### Exercise prompt
Use the entries below to count the lines that hold the word "vehicle"; answer with the number only.

### Input for this task
//! # Speed policies
//!
//! A speed policy decides the target speed for the current cycle. Both
//! policies slow the vehicle down from `max_speed` when it is struggling to
//! hold the path, they differ in what they treat as struggling.

// ---------------------------------------------------------------------------
// IMPORTS
// ---------------------------------------------------------------------------

use serde::{Deserialize, Serialize};
use std::str::FromStr;

use super::Params;

// ---------------------------------------------------------------------------
// ENUMERATIONS
// ---------------------------------------------------------------------------

/// The policy used to compute the target speed.
#[derive(Debug, Clone, Copy, PartialEq, Eq, Serialize, Deserialize)]
#[serde(rename_all = "snake_case")]
pub enum SpeedPolicy {
    /// Linear slowdown proportional to the magnitude of the shaped steering
    /// demand, reaching `full_steer_speed` at full lock.
    SteerMagnitude,

    /// Exponential slowdown driven by the magnitude of the cross track error,
    /// only active above `recovery_speed_threshold`.
    ///
    /// The penalty is not bounded above by one, so for large cross track
    /// errors (beyond 2) the target drops below `min_recovery_speed` and can
    /// become negative.
    ErrorMagnitude,
}

// ---------------------------------------------------------------------------
// DATA STRUCTURES
// ---------------------------------------------------------------------------

/// The result of evaluating a speed policy.
#[derive(Debug, Clone, Copy, PartialEq)]
pub struct SpeedTarget {
    /// Speed the throttle controller should aim for.
    pub target_speed: f64,

    /// Fraction of the slowdown range applied. Zero means `max_speed`.
    pub penalty: f64,

    /// The speed this policy treats as its floor.
    pub floor_speed: f64,
}

#[derive(Debug, thiserror::Error)]
#[error("Unknown speed policy \"{0}\", expected \"steer_magnitude\" or \"error_magnitude\"")]
pub struct ParsePolicyError(String);

// ---------------------------------------------------------------------------
// IMPLEMENTATIONS
// ---------------------------------------------------------------------------

impl SpeedPolicy {
    /// Compute the target speed.
    ///
    /// `steer` is the already shaped steering demand for this cycle.
    pub fn target_speed(
        &self,
        params: &Params,
        cte: f64,
        speed: f64,
        steer: f64
    ) -> SpeedTarget {
        match self {
            SpeedPolicy::SteerMagnitude => {
                let penalty = steer.abs();
                SpeedTarget {
                    target_speed: params.max_speed 
                        - (params.max_speed - params.full_steer_speed) * penalty,
                    penalty,
                    floor_speed: params.full_steer_speed
                }
            },
            SpeedPolicy::ErrorMagnitude => {
                let err_mag = cte.abs() / 2f64;

                // exp(e) / exp(1/e) folded into a single exponential
                let penalty = if speed > params.recovery_speed_threshold 
                    && err_mag > params.min_error_magnitude 
                {
                    (err_mag - 1f64 / err_mag).exp()
                }
                else {
                    0f64
                };

                SpeedTarget {
                    target_speed: params.max_speed 
                        - (params.max_speed - params.min_recovery_speed) * penalty,
                    penalty,
                    floor_speed: params.min_recovery_speed
                }
            }
        }
    }
}

impl Default for SpeedPolicy {
    fn default() -> Self {
        SpeedPolicy::SteerMagnitude
    }
}

impl FromStr for SpeedPolicy {
    type Err = ParsePolicyError;

    fn from_str(s: &str) -> Result<Self, Self::Err> {
        match s {
            "steer_magnitude" | "steer" => Ok(SpeedPolicy::SteerMagnitude),
            "error_magnitude" | "error" => Ok(SpeedPolicy::ErrorMagnitude),
            _ => Err(ParsePolicyError(s.to_string()))
        }
    }
}

#[cfg(test)]
mod test {
    use super::*;

    #[test]
    fn test_steer_magnitude() {
        let params = Params::default();
        let policy = SpeedPolicy::SteerMagnitude;

        assert_eq!(policy.target_speed(&params, 0.3, 30.0, 0.0).target_speed, 50.0);
        assert_eq!(policy.target_speed(&params, 0.3, 30.0, 1.0).target_speed, 20.0);
        assert_eq!(policy.target_speed(&params, 0.3, 30.0, -1.0).target_speed, 20.0);
        assert_eq!(policy.target_speed(&params, 0.3, 30.0, 0.5).target_speed, 35.0);
        assert_eq!(policy.target_speed(&params, 0.3, 30.0, -0.5).penalty, 0.5);
    }

    #[test]
    fn test_error_magnitude_no_error() {
        let params = Params::default();
        let target = SpeedPolicy::ErrorMagnitude.target_speed(&params, 0.0, 40.0, 0.7);

        assert_eq!(target.penalty, 0.0);
        assert_eq!(target.target_speed, params.max_speed);
    }

    #[test]
    fn test_error_magnitude_below_speed_threshold() {
        let params = Params::default();
        let speed = params.recovery_speed_threshold;
        let target = SpeedPolicy::ErrorMagnitude.target_speed(&params, 1.5, speed, 0.0);

        assert_eq!(target.penalty, 0.0);
        assert_eq!(target.target_speed, params.max_speed);
    }

    #[test]
    fn test_error_magnitude_penalty() {
        let params = Params::default();

        // |cte| / 2 == 1 gives exp(1) / exp(1) == 1, i.e. the recovery speed
        let target = SpeedPolicy::ErrorMagnitude.target_speed(&params, -2.0, 40.0, 0.0);
        assert!((target.penalty - 1.0).abs() < 1e-12);
        assert!((target.target_speed - params.min_recovery_speed).abs() < 1e-9);

        // Small errors barely slow the vehicle down
        let target = SpeedPolicy::ErrorMagnitude.target_speed(&params, 0.4, 40.0, 0.0);
        let expected = (0.2f64).exp() / (5f64).exp();
        assert!((target.penalty - expected).abs() < 1e-12);
        assert!(target.target_speed < params.max_speed);
        assert!(target.target_speed > params.max_speed - 1.0);
    }

    #[test]
    fn test_error_magnitude_unbounded_penalty() {
        let params = Params::default();

        // Large errors push the target below the recovery speed and beyond
        // zero. This is left unclamped.
        let target = SpeedPolicy::ErrorMagnitude.target_speed(&params, 8.0, 40.0, 0.0);
        assert!(target.penalty > 1.0);
        assert!(target.target_speed < target.floor_speed);
        assert!(target.target_speed < 0.0);
    }

    #[test]
    fn test_from_str() {
        assert_eq!("steer_magnitude".parse::<SpeedPolicy>().unwrap(), SpeedPolicy::SteerMagnitude);
        assert_eq!("error".parse::<SpeedPolicy>().unwrap(), SpeedPolicy::ErrorMagnitude);
        assert!("fastest".parse::<SpeedPolicy>().is_err());
    }
}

### Answer area
2